On Tue, 19 Oct 1999, Jim McCoy wrote:
That is interesting indeed. I couldn't find a mention of this on NOW or NetApp's main site. Perhaps it's there and I simply didn't use the right keywords in the search. As I understand it, modern NetApps use 32-bit inode numbers. This gives us 2^32 inodes. 32 million is roughly 2^25 that is 2^7 times less than alegedly supported by the inode numbers. 32 million is a far cry from roughly 4.3 billion supported by 32-bit addressing. Furthermore the new NetApp hardware is 64-bit which makes far larger addresses possible.
Tom
I was told by netapps some months ago that their next hurdle in making larger-capacity boxes was the inode cache kept in system RAM, that to increase the inode cache would involve swapping half of it out to disk (which, imho, I can't visualize as working in any nice way whatsoever).

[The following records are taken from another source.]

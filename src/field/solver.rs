use std::collections::HashMap;
use std::sync::atomic::{AtomicUsize, Ordering};
use std::sync::{Arc, Mutex};
use std::time::{Duration, Instant};

use glam::DVec3;
use log::{debug, warn};
use nalgebra::DVector;
use rayon::prelude::*;

use crate::discretization::grid::VoxelGrid;
use crate::discretization::volume::{ConductivityVolume, VolumeId};
use crate::field::grid::ScalarGrid;
use crate::models::electrode::CurrentSource;
use crate::numerics::csr::CsrMatrix;
use crate::numerics::solver::{DenseLuSolver, LinearBackend, LinearSolver, SolverError};
use crate::numerics::sparse::KrylovSolver;
use crate::numerics::timing::record_assembly;
use crate::numerics::{CancelToken, Convergence, SolveControl};
use crate::physics::bc::{BoundaryMode, apply_pins, pinned_voxels};
use crate::physics::operator::assemble_conductance;
use crate::physics::source::assemble_sources;

/// Per-call settings of a potential solve.
#[derive(Debug, Clone)]
pub struct SolveOptions {
    pub boundary: BoundaryMode,
    pub backend: LinearBackend,
    pub convergence: Convergence,
    pub max_iterations: usize,
    pub control: SolveControl,
}

impl Default for SolveOptions {
    fn default() -> Self {
        let krylov = KrylovSolver::default();
        Self {
            boundary: BoundaryMode::default(),
            backend: LinearBackend::default(),
            convergence: krylov.convergence,
            max_iterations: krylov.max_iterations,
            control: SolveControl::default(),
        }
    }
}

impl SolveOptions {
    pub fn with_boundary(boundary: BoundaryMode) -> Self {
        Self {
            boundary,
            ..Self::default()
        }
    }

    pub fn backend(mut self, backend: LinearBackend) -> Self {
        self.backend = backend;
        self
    }

    /// Give up on the linear solve once `budget` has elapsed from now.
    pub fn deadline_in(mut self, budget: Duration) -> Self {
        self.control.deadline = Some(Instant::now() + budget);
        self
    }

    pub fn cancel_with(mut self, token: CancelToken) -> Self {
        self.control.cancel = Some(token);
        self
    }
}

/// Potential grid plus diagnostics of the solve that produced it.
#[derive(Debug, Clone)]
pub struct PotentialSolution {
    pub potential: ScalarGrid,
    pub backend: LinearBackend,
    pub final_residual: f64,
    /// Sources that inject current: inside the grid and not on a voxel held at 0 V.
    pub sources_placed: usize,
    /// Voxel pinned to 0 V in natural mode.
    pub reference_voxel: Option<usize>,
}

/// Pinned, negated copy of the operator with its right-hand side.
struct PinnedSystem {
    matrix: CsrMatrix,
    rhs: DVector<f64>,
    placed: usize,
    reference_voxel: Option<usize>,
}

/// Finite-difference Poisson solver bound to one conductivity volume.
///
/// The conductance operator is assembled once in [`FieldSolver::build`] and
/// never mutated, so one solver can serve concurrent solves.
#[derive(Debug)]
pub struct FieldSolver {
    volume_id: VolumeId,
    grid: VoxelGrid,
    operator: Arc<CsrMatrix>,
    degraded: AtomicUsize,
}

impl FieldSolver {
    pub fn build(volume: &ConductivityVolume) -> Self {
        let operator = record_assembly(|| assemble_conductance(volume));
        Self {
            volume_id: volume.id(),
            grid: *volume.grid(),
            operator: Arc::new(operator),
            degraded: AtomicUsize::new(0),
        }
    }

    pub fn volume_id(&self) -> VolumeId {
        self.volume_id
    }

    pub fn grid(&self) -> &VoxelGrid {
        &self.grid
    }

    /// The assembled operator, before any boundary pinning.
    pub fn operator(&self) -> &CsrMatrix {
        &self.operator
    }

    /// Number of solves that fell back to the zero potential.
    pub fn degraded_solves(&self) -> usize {
        self.degraded.load(Ordering::Relaxed)
    }

    /// Solve for the potential, degrading to an all-zero grid on failure.
    ///
    /// Failures are logged and counted in [`FieldSolver::degraded_solves`].
    pub fn solve(&self, sources: &[CurrentSource], options: &SolveOptions) -> ScalarGrid {
        match self.try_solve(sources, options) {
            Ok(solution) => solution.potential,
            Err(e) => {
                self.degraded.fetch_add(1, Ordering::Relaxed);
                warn!(
                    "potential solve failed ({}), returning zero potential on {:?} grid",
                    e, self.grid.dims
                );
                ScalarGrid::zeros(self.grid)
            }
        }
    }

    /// Positional form of [`FieldSolver::solve`]: positions in mm, amplitudes
    /// in mA, paired up to the shorter list.
    pub fn solve_at(
        &self,
        positions: &[DVec3],
        amplitudes_ma: &[f64],
        boundary: BoundaryMode,
    ) -> ScalarGrid {
        let sources: Vec<CurrentSource> = positions
            .iter()
            .zip(amplitudes_ma)
            .map(|(&p, &a)| CurrentSource::new(p, a))
            .collect();
        self.solve(&sources, &SolveOptions::with_boundary(boundary))
    }

    /// Solve independent stimuli in parallel on the rayon pool.
    pub fn solve_batch(
        &self,
        stimuli: &[Vec<CurrentSource>],
        options: &SolveOptions,
    ) -> Vec<ScalarGrid> {
        stimuli
            .par_iter()
            .map(|sources| self.solve(sources, options))
            .collect()
    }

    pub fn try_solve(
        &self,
        sources: &[CurrentSource],
        options: &SolveOptions,
    ) -> Result<PotentialSolution, SolverError> {
        let PinnedSystem {
            matrix,
            rhs,
            placed,
            reference_voxel,
        } = self.system(sources, options.boundary);
        let backend = options.backend.resolve(rhs.len());
        debug!(
            "solving {:?} system with {:?}: {} unknowns, {}/{} sources placed",
            options.boundary,
            backend,
            rhs.len(),
            placed,
            sources.len()
        );

        let result = match backend {
            LinearBackend::Krylov => KrylovSolver {
                convergence: options.convergence,
                max_iterations: options.max_iterations,
            }
            .solve(&matrix, &rhs, &options.control)?,
            _ => DenseLuSolver.solve(&matrix, &rhs, &options.control)?,
        };

        Ok(PotentialSolution {
            potential: ScalarGrid::from_dvector(self.grid, result.solution),
            backend,
            final_residual: result.final_residual,
            sources_placed: placed,
            reference_voxel,
        })
    }

    /// Per-solve copy of the system with boundary pins applied.
    ///
    /// Both sides are negated so the free block is positive definite; this
    /// leaves the solution of `div(sigma grad V) = S` unchanged. Sources on
    /// pinned voxels inject nothing and are not counted as placed.
    fn system(&self, sources: &[CurrentSource], boundary: BoundaryMode) -> PinnedSystem {
        let (mut rhs, placed) = assemble_sources(&self.grid, sources);
        let pinned = pinned_voxels(&self.grid, boundary, &rhs);

        let mut held = vec![false; rhs.len()];
        for &idx in &pinned {
            held[idx] = true;
        }
        let dropped = sources
            .iter()
            .filter(|s| self.grid.locate_index(s.position).is_some_and(|idx| held[idx]))
            .count();
        if dropped > 0 {
            warn!(
                "{} of {} sources sit on voxels held at 0 V in {:?} mode and inject no current",
                dropped,
                sources.len(),
                boundary
            );
        }

        let mut matrix = (*self.operator).clone();
        matrix.scale(-1.0);
        rhs *= -1.0;
        apply_pins(&mut matrix, &mut rhs, &pinned);
        PinnedSystem {
            matrix,
            rhs,
            placed: placed - dropped,
            reference_voxel: match boundary {
                BoundaryMode::Natural => pinned.first().copied(),
                BoundaryMode::ZeroPotential => None,
            },
        }
    }
}

/// Assembled solvers keyed by the identity of their volume.
#[derive(Debug, Default)]
pub struct SolverCache {
    solvers: Mutex<HashMap<VolumeId, Arc<FieldSolver>>>,
}

impl SolverCache {
    pub fn new() -> Self {
        Self::default()
    }

    /// Cached solver for `volume`, assembling it on first use.
    pub fn get_or_build(&self, volume: &ConductivityVolume) -> Arc<FieldSolver> {
        let mut solvers = self.solvers.lock().unwrap_or_else(|e| e.into_inner());
        solvers
            .entry(volume.id())
            .or_insert_with(|| {
                debug!("assembling field solver for volume {:?}", volume.id());
                Arc::new(FieldSolver::build(volume))
            })
            .clone()
    }

    pub fn evict(&self, id: VolumeId) -> Option<Arc<FieldSolver>> {
        self.solvers.lock().unwrap_or_else(|e| e.into_inner()).remove(&id)
    }

    pub fn len(&self) -> usize {
        self.solvers.lock().unwrap_or_else(|e| e.into_inner()).len()
    }

    pub fn is_empty(&self) -> bool {
        self.len() == 0
    }
}
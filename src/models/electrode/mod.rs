//! Stimulation lead: contact geometry and activation state.

pub mod array;
pub mod contact;

pub use array::{ElectrodeArray, ElectrodeError, ElectrodeKind, GeometrySnapshot, StimulationMode};
pub use contact::{ContactDescriptor, CurrentSource, ElectrodeContact};
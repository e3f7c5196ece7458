use glam::DVec3;
use log::warn;
use rand::rngs::StdRng;
use rand::{Rng, SeedableRng};
use rand_distr::StandardNormal;
use serde::{Deserialize, Serialize};
use thiserror::Error;

use super::contact::{ContactDescriptor, CurrentSource, ElectrodeContact};

// Lead dimensions of a standard quadripolar DBS electrode [mm].
pub const LEAD_DIAMETER: f64 = 1.27;
pub const CONTACT_HEIGHT: f64 = 1.5;
pub const CONTACT_SPACING: f64 = 0.5;

/// Default per-contact current [mA].
pub const DEFAULT_AMPLITUDE: f64 = 2.0;

const RING_BASE_IMPEDANCE: f64 = 1000.0;
const SEGMENT_IMPEDANCE_MEAN: f64 = 800.0;
const SEGMENT_IMPEDANCE_STD: f64 = 100.0;

#[derive(Debug, Clone, Copy, PartialEq, Eq, Serialize, Deserialize)]
#[serde(rename_all = "lowercase")]
pub enum ElectrodeKind {
    /// Four ring contacts.
    Quadripolar,
    /// Four tip rings followed by segmented contacts.
    Directional,
}

impl ElectrodeKind {
    pub fn contact_count(self) -> usize {
        match self {
            ElectrodeKind::Quadripolar => 4,
            ElectrodeKind::Directional => 8,
        }
    }
}

#[derive(Debug, Clone, Copy, PartialEq, Eq, Serialize, Deserialize)]
#[serde(rename_all = "lowercase")]
pub enum StimulationMode {
    Monopolar,
    Bipolar,
    Multipolar,
}

#[derive(Debug, Error, PartialEq)]
pub enum ElectrodeError {
    #[error("electrode orientation must be a finite non-zero vector, got {0:?}")]
    DegenerateOrientation([f64; 3]),
    #[error("electrode tip position must be finite, got {0:?}")]
    InvalidTip([f64; 3]),
}

/// Lead-level description plus every contact, for presentation.
#[derive(Debug, Clone, PartialEq, Serialize)]
pub struct GeometrySnapshot {
    pub kind: ElectrodeKind,
    pub tip: [f64; 3],
    pub orientation: [f64; 3],
    pub mode: StimulationMode,
    pub active_contacts: Vec<usize>,
    pub amplitudes: Vec<f64>,
    pub contacts: Vec<ContactDescriptor>,
}

/// Multi-contact stimulation lead.
///
/// Geometry is fixed at construction. The stimulation configuration is plain
/// mutable state; callers sharing an array across threads must serialise
/// configuration changes themselves.
#[derive(Debug, Clone)]
pub struct ElectrodeArray {
    kind: ElectrodeKind,
    tip: DVec3,
    orientation: DVec3,
    contacts: Vec<ElectrodeContact>,
    mode: StimulationMode,
    active: Vec<usize>,
    amplitudes: Vec<f64>,
}

impl ElectrodeArray {
    /// Lay out the contacts of `kind` from the tip along `orientation`.
    ///
    /// `seed` drives the segmented-contact impedance draws. The new array is
    /// configured monopolar on contact 0 at [`DEFAULT_AMPLITUDE`].
    pub fn build(
        kind: ElectrodeKind,
        tip: DVec3,
        orientation: DVec3,
        seed: u64,
    ) -> Result<Self, ElectrodeError> {
        if !tip.is_finite() {
            return Err(ElectrodeError::InvalidTip(tip.to_array()));
        }
        let orientation = orientation
            .try_normalize()
            .ok_or(ElectrodeError::DegenerateOrientation(orientation.to_array()))?;

        let mut rng = StdRng::seed_from_u64(seed);
        let contacts = match kind {
            ElectrodeKind::Quadripolar => ring_contacts(tip, orientation),
            ElectrodeKind::Directional => directional_contacts(tip, orientation, &mut rng),
        };

        let mut array = Self {
            kind,
            tip,
            orientation,
            contacts,
            mode: StimulationMode::Monopolar,
            active: Vec::new(),
            amplitudes: Vec::new(),
        };
        array.set_stimulation_configuration(StimulationMode::Monopolar, &[0], None);
        Ok(array)
    }

    /// Replace the stimulation configuration and return the resolved amplitudes.
    ///
    /// Indices outside the array are ignored, as are repeats of an index already
    /// activated. `amplitudes[n]` belongs to `active_indices[n]`. Without explicit
    /// amplitudes, monopolar drives every requested contact at
    /// [`DEFAULT_AMPLITUDE`] and bipolar uses the fixed `[+2, -2]` mA pair;
    /// multipolar has no default. Missing amplitudes are filled with 0 mA.
    ///
    /// Padding keeps every requested contact active, with a warning, where a
    /// plain pairwise zip would truncate the active list to the amplitudes.
    /// A padded contact stays in the configuration but injects no current.
    pub fn set_stimulation_configuration(
        &mut self,
        mode: StimulationMode,
        active_indices: &[usize],
        amplitudes: Option<&[f64]>,
    ) -> &[f64] {
        let requested: Vec<f64> = match amplitudes {
            Some(a) => a.to_vec(),
            None => match mode {
                StimulationMode::Monopolar => vec![DEFAULT_AMPLITUDE; active_indices.len()],
                StimulationMode::Bipolar => vec![DEFAULT_AMPLITUDE, -DEFAULT_AMPLITUDE],
                StimulationMode::Multipolar => Vec::new(),
            },
        };

        for contact in &mut self.contacts {
            contact.is_active = false;
            contact.amplitude = 0.0;
        }

        let mut active = Vec::with_capacity(active_indices.len());
        let mut resolved = Vec::with_capacity(active_indices.len());
        let mut missing = 0usize;
        for (slot, &idx) in active_indices.iter().enumerate() {
            if idx >= self.contacts.len() || active.contains(&idx) {
                continue;
            }
            let amplitude = requested.get(slot).copied().unwrap_or_else(|| {
                missing += 1;
                0.0
            });
            let contact = &mut self.contacts[idx];
            contact.is_active = true;
            contact.amplitude = amplitude;
            active.push(idx);
            resolved.push(amplitude);
        }

        if missing > 0 {
            warn!(
                "{} active contact(s) had no amplitude in {:?} mode, driven at 0 mA",
                missing, mode
            );
        }

        self.mode = mode;
        self.active = active;
        self.amplitudes = resolved;
        &self.amplitudes
    }

    pub fn kind(&self) -> ElectrodeKind {
        self.kind
    }

    pub fn tip(&self) -> DVec3 {
        self.tip
    }

    pub fn orientation(&self) -> DVec3 {
        self.orientation
    }

    pub fn mode(&self) -> StimulationMode {
        self.mode
    }

    pub fn contacts(&self) -> &[ElectrodeContact] {
        &self.contacts
    }

    pub fn active_contacts(&self) -> &[usize] {
        &self.active
    }

    pub fn amplitudes(&self) -> &[f64] {
        &self.amplitudes
    }

    /// Position and current of every active contact, in activation order.
    pub fn active_sources(&self) -> Vec<CurrentSource> {
        self.active
            .iter()
            .zip(&self.amplitudes)
            .map(|(&idx, &amp)| CurrentSource::new(self.contacts[idx].position, amp))
            .collect()
    }

    pub fn geometry_snapshot(&self) -> GeometrySnapshot {
        GeometrySnapshot {
            kind: self.kind,
            tip: self.tip.to_array(),
            orientation: self.orientation.to_array(),
            mode: self.mode,
            active_contacts: self.active.clone(),
            amplitudes: self.amplitudes.clone(),
            contacts: self
                .contacts
                .iter()
                .enumerate()
                .map(|(id, c)| ContactDescriptor::from_contact(id, c))
                .collect(),
        }
    }
}

fn ring_contacts(tip: DVec3, axis: DVec3) -> Vec<ElectrodeContact> {
    let radius = LEAD_DIAMETER / 2.0;
    (0..ElectrodeKind::Quadripolar.contact_count())
        .map(|i| {
            let centre = tip + axis * (i as f64 * (CONTACT_HEIGHT + CONTACT_SPACING));
            let mut contact = ElectrodeContact::new(centre, radius, CONTACT_HEIGHT, 0.0);
            contact.impedance = RING_BASE_IMPEDANCE / contact.lateral_area();
            contact
        })
        .collect()
}

fn directional_contacts<R: Rng>(tip: DVec3, axis: DVec3, rng: &mut R) -> Vec<ElectrodeContact> {
    let radius = LEAD_DIAMETER / 2.0;
    let height = CONTACT_HEIGHT * 0.7;
    let lateral = lateral_axis(axis);

    (0..ElectrodeKind::Directional.contact_count())
        .map(|i| {
            let (centre, r) = if i < 4 {
                (tip + axis * 0.5, radius)
            } else {
                let level = ((i - 4) / 3) as f64;
                let segment = ((i - 4) % 3) as f64;
                let angle = segment * 2.0 * std::f64::consts::PI / 3.0;
                let centre = tip
                    + axis * (1.5 + level * 2.0)
                    + lateral * (radius * 0.7 * angle.cos());
                (centre, radius * 0.6)
            };
            let z: f64 = rng.sample(StandardNormal);
            let impedance = (SEGMENT_IMPEDANCE_MEAN + SEGMENT_IMPEDANCE_STD * z).max(0.0);
            ElectrodeContact::new(centre, r, height, impedance)
        })
        .collect()
}

/// Unit vector perpendicular to the shaft, in the xy-plane when possible.
fn lateral_axis(axis: DVec3) -> DVec3 {
    DVec3::new(-axis.y, axis.x, 0.0)
        .try_normalize()
        .unwrap_or_else(|| axis.any_orthonormal_vector())
}
use glam::DVec3;
use serde::Serialize;

/// One electrically addressable contact on the lead.
#[derive(Debug, Clone, PartialEq)]
pub struct ElectrodeContact {
    /// Centre in mm, same frame as the conductivity volume.
    pub position: DVec3,
    /// mm
    pub radius: f64,
    /// mm
    pub height: f64,
    /// Ohm
    pub impedance: f64,
    pub is_active: bool,
    /// Signed current in mA; 0 while inactive.
    pub amplitude: f64,
}

impl ElectrodeContact {
    pub fn new(position: DVec3, radius: f64, height: f64, impedance: f64) -> Self {
        Self {
            position,
            radius,
            height,
            impedance,
            is_active: false,
            amplitude: 0.0,
        }
    }

    /// Lateral area of the cylindrical contact [mm^2].
    pub fn lateral_area(&self) -> f64 {
        2.0 * std::f64::consts::PI * self.radius * self.height
    }
}

/// Read-only view of a contact for presentation layers.
#[derive(Debug, Clone, PartialEq, Serialize)]
pub struct ContactDescriptor {
    pub id: usize,
    pub position: [f64; 3],
    pub radius: f64,
    pub height: f64,
    pub is_active: bool,
    pub impedance: f64,
    pub amplitude: f64,
}

impl ContactDescriptor {
    pub(crate) fn from_contact(id: usize, c: &ElectrodeContact) -> Self {
        Self {
            id,
            position: c.position.to_array(),
            radius: c.radius,
            height: c.height,
            is_active: c.is_active,
            impedance: c.impedance,
            amplitude: c.amplitude,
        }
    }
}

/// A point current source handed to the field solver.
#[derive(Debug, Clone, Copy, PartialEq, Serialize)]
pub struct CurrentSource {
    /// mm
    pub position: DVec3,
    /// mA, signed
    pub amplitude: f64,
}

impl CurrentSource {
    pub fn new(position: DVec3, amplitude: f64) -> Self {
        Self {
            position,
            amplitude,
        }
    }
}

So it's OnTap's maintenance of an inode list, rather than the space in a 32 bit int, that's the limitation.
I then go on to speculate that this is one of the main factors causing the nextgen boxes to be so delayed (the SMP problems being the others).
This is, of course, all pure speculation based on imperfect memory of a conversation months ago.
--David Schairer VP/Chief Systems Architect Concentric Network Corp.